River that inspired Hollywood

Transportation is usually included in the costs and for our Backcountry Bliss for Riverdrift Tour we drive around half an hour north out of town, past fields of sugar cane, looming storm clouds and jungle green hills.

A quick left off the highway takes you to a converted shipping container and the beginning of the river walk where you are kitted up with a river sled, and wetsuit if required, plus a pair of protective booties. Today the river is shallow, filled with centuries old granite sediment washed down from the mountains during the floods, waist deep on some areas, up to your ankles in others. And you are completely enveloped by rainforest, warned of two particularly nasty plants but also appreciate the evolution that has taken place to get them there. After one visit, many of the features apparently inspired James Cameron before he created Pandora, in Avatar.

It’s a unique journey that allows guests to traverse the river’s former course on foot, before dipping into the shallows and sliding down the cool river on your sled, belly first or eyes to the canopy of rainforest way above your head.

Five minutes afloat on this Mossman River tributary will wash away six months of stress – and we get two hours’ worth!

Our Backcountry Bliss for Riverdrift Tour was indeed bliss.

Millennia passes by in a moment

As much as we enjoyed the large, comfortable room and delicious food in the Sheraton Grand Mirage Resort, this is Kuku Yalanji country the home of the Eastern Kuku Yalanji Aboriginal people who have lived, eaten, married and shared stories here for millennia.

Their country extends from near Cooktown to Port Douglas and the natural features of the landscape have spiritual significance for these people, plus it offered a rich array of plants and animals that provided a reliable food source for them as guide Trevayne Pearce, from Mossman Gorge Cultural Centre, explains on our Ngadiku Dreamtime Walk Tour.

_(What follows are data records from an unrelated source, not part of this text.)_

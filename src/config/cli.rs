use clap::Parser;

pub const DEFAULT_CONFIG_PATH: &str = "config.toml";

#[derive(Debug, Clone, Parser)]
#[command(name = "timeboxer")]
#[command(about = "Assigns due dates and members to Trello cards and orders lists by due date")]
pub struct CliArgs {
    /// Path to the TOML configuration file
    #[arg(short, long, default_value = DEFAULT_CONFIG_PATH)]
    pub config: String,

    #[arg(short, long, help = "Enable verbose output")]
    pub verbose: bool,

    /// Emit logs as JSON lines
    #[arg(long)]
    pub json_logs: bool,
}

He is an easy going, jovial guy with a dry sense of humour and, after a short bus trip takes us to the top of the hill, he guides us through well-worn paths, while explaining the Indigenous use of tree leaves and bark, ochres, animals, including banging the trunk of a hollow tree to “text” his mate. One particular 16-year-old was thoroughly engrossed in Trevayne’s stories and kept close, asked many more questions than we’d heard in a long time. We finished the tour with damper, Davidson plum jam and bush tea.

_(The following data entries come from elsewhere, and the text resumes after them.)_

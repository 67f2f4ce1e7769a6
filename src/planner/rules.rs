//! Planner rule configuration
//!
//! Rules are plain data deserialized from the `planner.rules` section of the
//! configuration file. Every field has a default matching the household
//! conventions the planner was built around: dinners only, Friday and
//! Saturday are takeaway nights, no pasta after rice (or pasta after pasta),
//! and at most two favorites a week.

use crate::error::{HearthError, Result};
use serde::{Deserialize, Serialize};
use std::fmt;
use std::str::FromStr;

/// Day of the week as used in plans and rules
#[derive(Debug, Clone, Copy, PartialEq, Eq, Hash, PartialOrd, Ord, Serialize, Deserialize)]
#[serde(rename_all = "lowercase")]
pub enum Weekday {
    Monday,
    Tuesday,
    Wednesday,
    Thursday,
    Friday,
    Saturday,
    Sunday,
}

impl Weekday {
    /// All days, Monday first
    pub const ALL: [Weekday; 7] = [
        Weekday::Monday,
        Weekday::Tuesday,
        Weekday::Wednesday,
        Weekday::Thursday,
        Weekday::Friday,
        Weekday::Saturday,
        Weekday::Sunday,
    ];

    /// Lowercase label, e.g. `"friday"`
    pub fn label(self) -> &'static str {
        match self {
            Weekday::Monday => "monday",
            Weekday::Tuesday => "tuesday",
            Weekday::Wednesday => "wednesday",
            Weekday::Thursday => "thursday",
            Weekday::Friday => "friday",
            Weekday::Saturday => "saturday",
            Weekday::Sunday => "sunday",
        }
    }

    /// Saturday and Sunday
    pub fn is_weekend(self) -> bool {
        matches!(self, Weekday::Saturday | Weekday::Sunday)
    }

    /// The following day, wrapping Sunday to Monday
    pub fn succ(self) -> Weekday {
        Self::from(chrono::Weekday::from(self).succ())
    }
}

impl From<chrono::Weekday> for Weekday {
    fn from(day: chrono::Weekday) -> Self {
        match day {
            chrono::Weekday::Mon => Weekday::Monday,
            chrono::Weekday::Tue => Weekday::Tuesday,
            chrono::Weekday::Wed => Weekday::Wednesday,
            chrono::Weekday::Thu => Weekday::Thursday,
            chrono::Weekday::Fri => Weekday::Friday,
            chrono::Weekday::Sat => Weekday::Saturday,
            chrono::Weekday::Sun => Weekday::Sunday,
        }
    }
}

impl From<Weekday> for chrono::Weekday {
    fn from(day: Weekday) -> Self {
        match day {
            Weekday::Monday => chrono::Weekday::Mon,
            Weekday::Tuesday => chrono::Weekday::Tue,
            Weekday::Wednesday => chrono::Weekday::Wed,
            Weekday::Thursday => chrono::Weekday::Thu,
            Weekday::Friday => chrono::Weekday::Fri,
            Weekday::Saturday => chrono::Weekday::Sat,
            Weekday::Sunday => chrono::Weekday::Sun,
        }
    }
}

impl fmt::Display for Weekday {
    fn fmt(&self, f: &mut fmt::Formatter<'_>) -> fmt::Result {
        f.write_str(self.label())
    }
}

impl FromStr for Weekday {
    type Err = HearthError;

    /// Accepts full names and three-letter abbreviations, any case
    fn from_str(s: &str) -> std::result::Result<Self, Self::Err> {
        let lowered = s.trim().to_lowercase();
        Weekday::ALL
            .into_iter()
            .find(|day| day.label() == lowered || day.label()[..3] == lowered)
            .ok_or_else(|| HearthError::InvalidPlanDay(format!("Unknown weekday: {}", s)))
    }
}

/// Maximum cooking time per class of day, in minutes
#[derive(Debug, Clone, Serialize, Deserialize, PartialEq, Eq)]
pub struct CookingTimeLimits {
    /// Monday to Friday
    #[serde(default = "default_weekday_minutes")]
    pub weekday: u32,

    /// Saturday and Sunday
    #[serde(default = "default_weekend_minutes")]
    pub weekend: u32,
}

fn default_weekday_minutes() -> u32 {
    60
}

fn default_weekend_minutes() -> u32 {
    120
}

impl Default for CookingTimeLimits {
    fn default() -> Self {
        Self {
            weekday: default_weekday_minutes(),
            weekend: default_weekend_minutes(),
        }
    }
}

/// Limits on favorite-flagged recipes
#[derive(Debug, Clone, Serialize, Deserialize, PartialEq, Eq)]
pub struct FavoriteRules {
    /// Maximum favorites per generated week
    #[serde(default = "default_max_favorites")]
    pub max_per_week: usize,

    /// Minimum days between two uses of the same favorite
    #[serde(default = "default_min_days_between")]
    pub min_days_between: u32,
}

fn default_max_favorites() -> usize {
    2
}

fn default_min_days_between() -> u32 {
    7
}

impl Default for FavoriteRules {
    fn default() -> Self {
        Self {
            max_per_week: default_max_favorites(),
            min_days_between: default_min_days_between(),
        }
    }
}

/// Complete rule set for weekly plan generation
#[derive(Debug, Clone, Serialize, Deserialize, PartialEq, Eq)]
pub struct PlannerRules {
    /// Day the plan starts on
    #[serde(default = "default_first_day")]
    pub first_day: Weekday,

    /// Days that are always takeaway
    #[serde(default = "default_takeaway_days")]
    pub takeaway_days: Vec<Weekday>,

    /// Cooking time limits
    #[serde(default)]
    pub max_cooking_minutes: CookingTimeLimits,

    /// Category pairs that may not fall inside the same diversity window
    #[serde(default = "default_exclusive_categories")]
    pub exclusive_categories: Vec<[String; 2]>,

    /// Treat a repeated category inside the diversity window as a conflict
    #[serde(default = "default_avoid_repeat_categories")]
    pub avoid_repeat_categories: bool,

    /// Number of most recent dinner days checked for category conflicts
    #[serde(default = "default_diversity_days")]
    pub diversity_days: usize,

    /// Favorite quota and spacing
    #[serde(default)]
    pub favorites: FavoriteRules,
}

fn default_first_day() -> Weekday {
    Weekday::Monday
}

fn default_takeaway_days() -> Vec<Weekday> {
    vec![Weekday::Friday, Weekday::Saturday]
}

fn default_exclusive_categories() -> Vec<[String; 2]> {
    vec![["pasta".to_string(), "rice".to_string()]]
}

fn default_avoid_repeat_categories() -> bool {
    true
}

fn default_diversity_days() -> usize {
    3
}

impl Default for PlannerRules {
    fn default() -> Self {
        Self {
            first_day: default_first_day(),
            takeaway_days: default_takeaway_days(),
            max_cooking_minutes: CookingTimeLimits::default(),
            exclusive_categories: default_exclusive_categories(),
            avoid_repeat_categories: default_avoid_repeat_categories(),
            diversity_days: default_diversity_days(),
            favorites: FavoriteRules::default(),
        }
    }
}

impl PlannerRules {
    /// Whether `day` is configured as a takeaway night
    pub fn is_takeaway(&self, day: Weekday) -> bool {
        self.takeaway_days.contains(&day)
    }

    /// Cooking time ceiling for `day`
    pub fn max_cooking_for(&self, day: Weekday) -> u32 {
        if day.is_weekend() {
            self.max_cooking_minutes.weekend
        } else {
            self.max_cooking_minutes.weekday
        }
    }

    /// Whether two single categories conflict under these rules
    ///
    /// Comparison is case-insensitive and pairs are symmetric.
    pub fn category_pair_conflicts(&self, a: &str, b: &str) -> bool {
        if self.avoid_repeat_categories && a.eq_ignore_ascii_case(b) {
            return true;
        }
        self.exclusive_categories.iter().any(|[x, y]| {
            (x.eq_ignore_ascii_case(a) && y.eq_ignore_ascii_case(b))
                || (x.eq_ignore_ascii_case(b) && y.eq_ignore_ascii_case(a))
        })
    }

    /// Whether any category of `a` conflicts with any category of `b`
    ///
    /// # Examples
    ///
    /// ```
    /// use hearth::planner::PlannerRules;
    ///
    /// let rules = PlannerRules::default();
    /// let pasta = vec!["Pasta".to_string()];
    /// let rice = vec!["rice".to_string(), "asian".to_string()];
    /// let seafood = vec!["seafood".to_string()];
    /// assert!(rules.categories_conflict(&pasta, &rice));
    /// assert!(rules.categories_conflict(&pasta, &pasta));
    /// assert!(!rules.categories_conflict(&pasta, &seafood));
    /// ```
    pub fn categories_conflict(&self, a: &[String], b: &[String]) -> bool {
        a.iter()
            .any(|x| b.iter().any(|y| self.category_pair_conflicts(x, y)))
    }

    /// Validate ranges and names
    ///
    /// # Errors
    ///
    /// Returns `HearthError::Config` describing the first invalid field
    pub fn validate(&self) -> Result<()> {
        if self.max_cooking_minutes.weekday == 0 || self.max_cooking_minutes.weekend == 0 {
            return Err(HearthError::Config(
                "planner.rules.max_cooking_minutes must be greater than 0".to_string(),
            )
            .into());
        }

        if self.favorites.max_per_week > 7 {
            return Err(HearthError::Config(
                "planner.rules.favorites.max_per_week must be at most 7".to_string(),
            )
            .into());
        }

        if self.diversity_days > 7 {
            return Err(HearthError::Config(
                "planner.rules.diversity_days must be at most 7".to_string(),
            )
            .into());
        }

        if self
            .exclusive_categories
            .iter()
            .any(|[a, b]| a.trim().is_empty() || b.trim().is_empty())
        {
            return Err(HearthError::Config(
                "planner.rules.exclusive_categories cannot contain empty names".to_string(),
            )
            .into());
        }

        Ok(())
    }
}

Trevayne Pearce, from Mossman Gorge Cultural Centre, points out some bush tools. Photo: Grant Jones

Reef diving

Port Douglas is the closest land point to the Great Barrier Reef via Crystalbrook Superyacht Marina. Guests can embark on a journey to discover the magic of our beautiful coral reef with some boat rides taking just 45 minutes to their destination.

The Daintree Rainforest

Covering 1200sq km between the Mossman Gorge and Bloomfield River, the Daintree is one of the most complex ecosystems on earth. An estimated 180 million years old, the Daintree Rainforest is tens of millions of years older than the Amazon and contains living examples of unique ancient plants as well as thousands of species of birds, animals and reptiles.

Back at the resort

After a couple of less than stressful tours, it’s also great to crash back at the impeccable 294 resort rooms which offers 55 villas, all with views of tropical gardens or lagoon pools and 53 rooms feature balconies with swim-up entry. The must-haves are also there too, Sheraton Signature mattresses and feather and down pillows, 55-inch LCD television with Chromecast capabilities (not that we used it), spacious marble bathrooms and Gilchrist & Soames amenities, bathrobes and slippers, and high-speed Wi-Fi.

It also offers 18 flexible indoor and outdoor meeting and event spaces, the largest catering for up to 1,000 conference delegates with plenty of rooms and villas to accommodate them too.

There is also a Virtual Concierge, accessible via mobile and a touch screen kiosk located in the Resort Business Centre.

Other aspects we also need to explore on our next trip include Daintree Bar with rum tasting flights and cocktails that hero the locally distilled FNQ Rum made from local sugarcane and the Charming Chapel where many a couple tie the knot in bare feet.

Or we could just go for another swim. No passport required.